Airport in Kalamata, Greece

Kalamata International Airport (Κρατικός Αερολιμένας Καλαμάτας) "Captain Vassilis Constantakopoulos" is an airport in the city of Kalamata, Greece. It mainly receives flights during the summer. In March 2013, Aegean Airlines opened a base in the airport.

==Overview==

=== Civilian airport ===
The airport is located between Kalamata and Messini on the EO82 road (Pylos – Kalamata – Sparta) and west of the train tracks on the Pamisos River plain. The runway is about 2.7 km long and runs from north to south from the highway north to the plain. The terminal lies to the east and is accessed by the EO82, which leads to the A7 motorway and the EO7 road.

=== Military air base ===
There is a military base of the Hellenic Air Force and since 1976, an air-training center, the Instrument Flight Training Center (gr.Κέντρο Εκπαίδευσης Ενόργανης Πτήσης) of the 120th Air Training Wing to the west of the runway. Since 2021, the military air base houses the International Flight Training Center after a collaboration of Elbit Systems and HAF. The air base uses the same runway as civilian aircraft.

== History ==
Kalamata International Airport was opened in 1959. Charter flights began to operate out of the airport in 1986 and a new terminal was built in 1991. The same year Hellenic Civil Aviation took over as operator of the airport. In 2012 the airport was renamed after Vassilis C. Constantakopoulos.

==Airlines and destinations==
The following airlines operate regular scheduled and charter flights at Kalamata Airport:

| Airlines | Destinations |
|---|---|
| Aegean Airlines | Thessaloniki Seasonal: Athens, Heraklion, Munich, Stockholm–Arlanda |
| Air France | Seasonal: Paris–Charles de Gaulle |
| arkia | Seasonal: Tel Aviv |
| Austrian Airlines | Seasonal: Vienna |
| British Airways | Seasonal: London–Gatwick |
| Condor | Seasonal: Düsseldorf, Frankfurt, Hamburg, Munich |
| Discover Airlines | Seasonal: Frankfurt |
| easyJet | Seasonal: London–Gatwick, Manchester |
| Edelweiss Air | Seasonal: Zurich |
| Eurowings | Seasonal: Düsseldorf |
| Jet2.com | Seasonal: Birmingham, Bristol, Edinburgh, London–Gatwick, London–Stansted, Manchester |
| Marathon Airlines | Seasonal charter: Innsbruck |
| Ryanair | Seasonal: Katowice, Milan Bergamo, Vienna |
| Scandinavian Airlines | Seasonal: Stockholm–Arlanda |
| Swiss International Air Lines | Seasonal: Geneva |
| Transavia | Seasonal: Amsterdam, Paris–Orly |
| Wizz Air | Tirana Seasonal: Budapest |

== Accidents and incidents ==
- On 16 October 1971, an NAMC YS-11 turboprop regional airliner of Olympic Airways was hijacked.
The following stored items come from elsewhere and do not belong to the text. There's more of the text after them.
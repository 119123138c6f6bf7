//! data exchange with the store that holds job inputs, ground truth and results

use std::{
    fs,
    path::{Path, PathBuf},
};

use itertools::Itertools;

use crate::{
    error::{Error, Result},
    job::{JobContext, ProgressMonitor, StatusReporter},
    metrics::{self, ImageMetrics},
    volume,
};

/// name of the metrics table written next to the uploaded masks
pub const METRICS_FILENAME: &str = "metrics.csv";

/// per-job working directories, laid out as `<base>/data/<job>/{in,ground_truth,out,tmp}`
#[derive(Debug, Clone, PartialEq)]
pub struct WorkDirs {
    pub input: PathBuf,
    pub ground_truth: PathBuf,
    pub output: PathBuf,
    pub tmp: PathBuf,
}

impl WorkDirs {
    pub fn new(base: &Path, job_name: &str) -> Self {
        let root = base.join("data").join(job_name);
        Self {
            input: root.join("in"),
            ground_truth: root.join("ground_truth"),
            output: root.join("out"),
            tmp: root.join("tmp"),
        }
    }

    pub fn create(&self) -> Result<()> {
        for dir in [&self.input, &self.ground_truth, &self.output, &self.tmp] {
            fs::create_dir_all(dir)?;
        }
        Ok(())
    }
}

#[derive(Debug, Clone, PartialEq)]
pub struct InputImage {
    pub filename: String,
    /// local copy inside [`WorkDirs::input`]
    pub path: PathBuf,
    /// local copy inside [`WorkDirs::ground_truth`], if the store has one
    pub ground_truth: Option<PathBuf>,
}

impl InputImage {
    /// the mask written for this image keeps the original filename
    pub fn mask_path(&self, dirs: &WorkDirs) -> PathBuf {
        dirs.output.join(&self.filename)
    }

    pub fn preview_path(&self, dirs: &WorkDirs) -> PathBuf {
        let stem = Path::new(&self.filename)
            .file_stem()
            .unwrap_or_default()
            .to_string_lossy();
        dirs.output.join(format!("{}_preview.png", stem))
    }
}

pub trait DataStore {
    /// makes the inputs (and ground truth) available under `dirs`
    fn prepare(&self, dirs: &WorkDirs) -> Result<Vec<InputImage>>;

    /// publishes the masks found in [`WorkDirs::output`]
    fn upload_masks<R: StatusReporter>(
        &self,
        ctx: &mut JobContext<R>,
        images: &[InputImage],
        dirs: &WorkDirs,
        monitor: &ProgressMonitor,
    ) -> Result<()>;

    /// computes and publishes the evaluation metrics of every mask
    fn upload_metrics<R: StatusReporter>(
        &self,
        ctx: &mut JobContext<R>,
        images: &[InputImage],
        dirs: &WorkDirs,
    ) -> Result<()>;
}

/// a store backed by local directories
#[derive(Debug, Clone, PartialEq)]
pub struct LocalDataStore {
    pub source: PathBuf,
    pub ground_truth: Option<PathBuf>,
    pub results: PathBuf,
}

fn is_volume_image(path: &Path) -> bool {
    path.is_file()
        && path
            .extension()
            .and_then(|extension| extension.to_str())
            .is_some_and(|extension| matches!(extension, "tif" | "tiff"))
}

/// copies `from` to `to` unless both already name the same file, which a plain copy would
/// truncate to nothing.
fn copy_file(from: &Path, to: &Path) -> Result<()> {
    if to.exists() && fs::canonicalize(from)? == fs::canonicalize(to)? {
        log::debug!("{:?} is already in place", to);
        return Ok(());
    }
    fs::copy(from, to)?;
    Ok(())
}

impl DataStore for LocalDataStore {
    fn prepare(&self, dirs: &WorkDirs) -> Result<Vec<InputImage>> {
        dirs.create()?;

        let sources: Vec<_> = fs::read_dir(&self.source)?
            .filter_map(|entry| Some(entry.ok()?.path()))
            .filter(|path| is_volume_image(path))
            .sorted()
            .collect();

        if sources.is_empty() {
            return Err(Error::NoInputImages(self.source.clone()));
        }

        log::info!("Found {} input images in {:?}", sources.len(), self.source);

        let mut images = Vec::with_capacity(sources.len());
        for source in sources {
            let Some(filename) = source.file_name() else {
                continue;
            };
            let filename = filename.to_string_lossy().into_owned();

            let path = dirs.input.join(&filename);
            copy_file(&source, &path)?;

            let ground_truth = match &self.ground_truth {
                Some(dir) if dir.join(&filename).is_file() => {
                    let local = dirs.ground_truth.join(&filename);
                    copy_file(&dir.join(&filename), &local)?;
                    Some(local)
                }
                Some(_) => {
                    log::warn!("No ground truth for {}", filename);
                    None
                }
                None => None,
            };

            images.push(InputImage {
                filename,
                path,
                ground_truth,
            });
        }

        Ok(images)
    }

    fn upload_masks<R: StatusReporter>(
        &self,
        ctx: &mut JobContext<R>,
        images: &[InputImage],
        dirs: &WorkDirs,
        monitor: &ProgressMonitor,
    ) -> Result<()> {
        fs::create_dir_all(&self.results)?;

        for (index, image) in images.iter().enumerate() {
            let mask = image.mask_path(dirs);
            copy_file(&mask, &self.results.join(&image.filename))?;

            let preview = image.preview_path(dirs);
            if let Some(name) = preview.file_name().filter(|_| preview.is_file()) {
                copy_file(&preview, &self.results.join(name))?;
            }

            log::debug!("Uploaded {:?}", mask);
            monitor.report(ctx, index + 1, images.len())?;
        }

        Ok(())
    }

    fn upload_metrics<R: StatusReporter>(
        &self,
        _ctx: &mut JobContext<R>,
        images: &[InputImage],
        dirs: &WorkDirs,
    ) -> Result<()> {
        let rows = images
            .iter()
            .map(|image| -> Result<ImageMetrics> {
                let prediction = volume::read_label_volume(&image.mask_path(dirs))?;
                let truth = image
                    .ground_truth
                    .as_deref()
                    .map(volume::read_label_volume)
                    .transpose()?;
                let truth_view = truth.as_ref().map(|truth| truth.view());
                metrics::measure(&image.filename, &prediction.view(), truth_view.as_ref())
            })
            .collect::<Result<Vec<_>>>()?;

        fs::create_dir_all(&self.results)?;
        metrics::write_csv(&self.results.join(METRICS_FILENAME), &rows)
    }
}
It had departed from Kalamata International Airport to Hellinikon International Airport. There was one hijacker, who demanded to be taken to Lebanon. All 64 passengers and crew survived after the aircraft was stormed and the hijacker arrested. The hijacking lasted less than a day.
- In November 2001, fourteen plane spotters (twelve British and two Dutch) were arrested by the police after being observed photographing aircraft at the air base.
- On the 18th June 2025, Ryanair flight FR6080 arriving from London Stansted operated by the 737 MAX 8200 (EI-HMZ) collided with a fence on the runway after landing safely which clipped and torn the right wingtip. The aircraft underwent inspections and maintenance and it returned to service a day later. There were no reported injuries.

==Ground Transport==
Travelling to and from Kalamata Airport by bus is convenient, with good connections between the Airport and Kalamata. The bus pick up and drop off point is located close to the terminal building. Bus rides between the airport and Kalamata take 20 – 25 minutes.

The airport has been criticised for the lack of public transport. The only way to reach the airport is by car, taxi or bus. The neighboring railway line to Messini and Kalamata was shut down in 2011.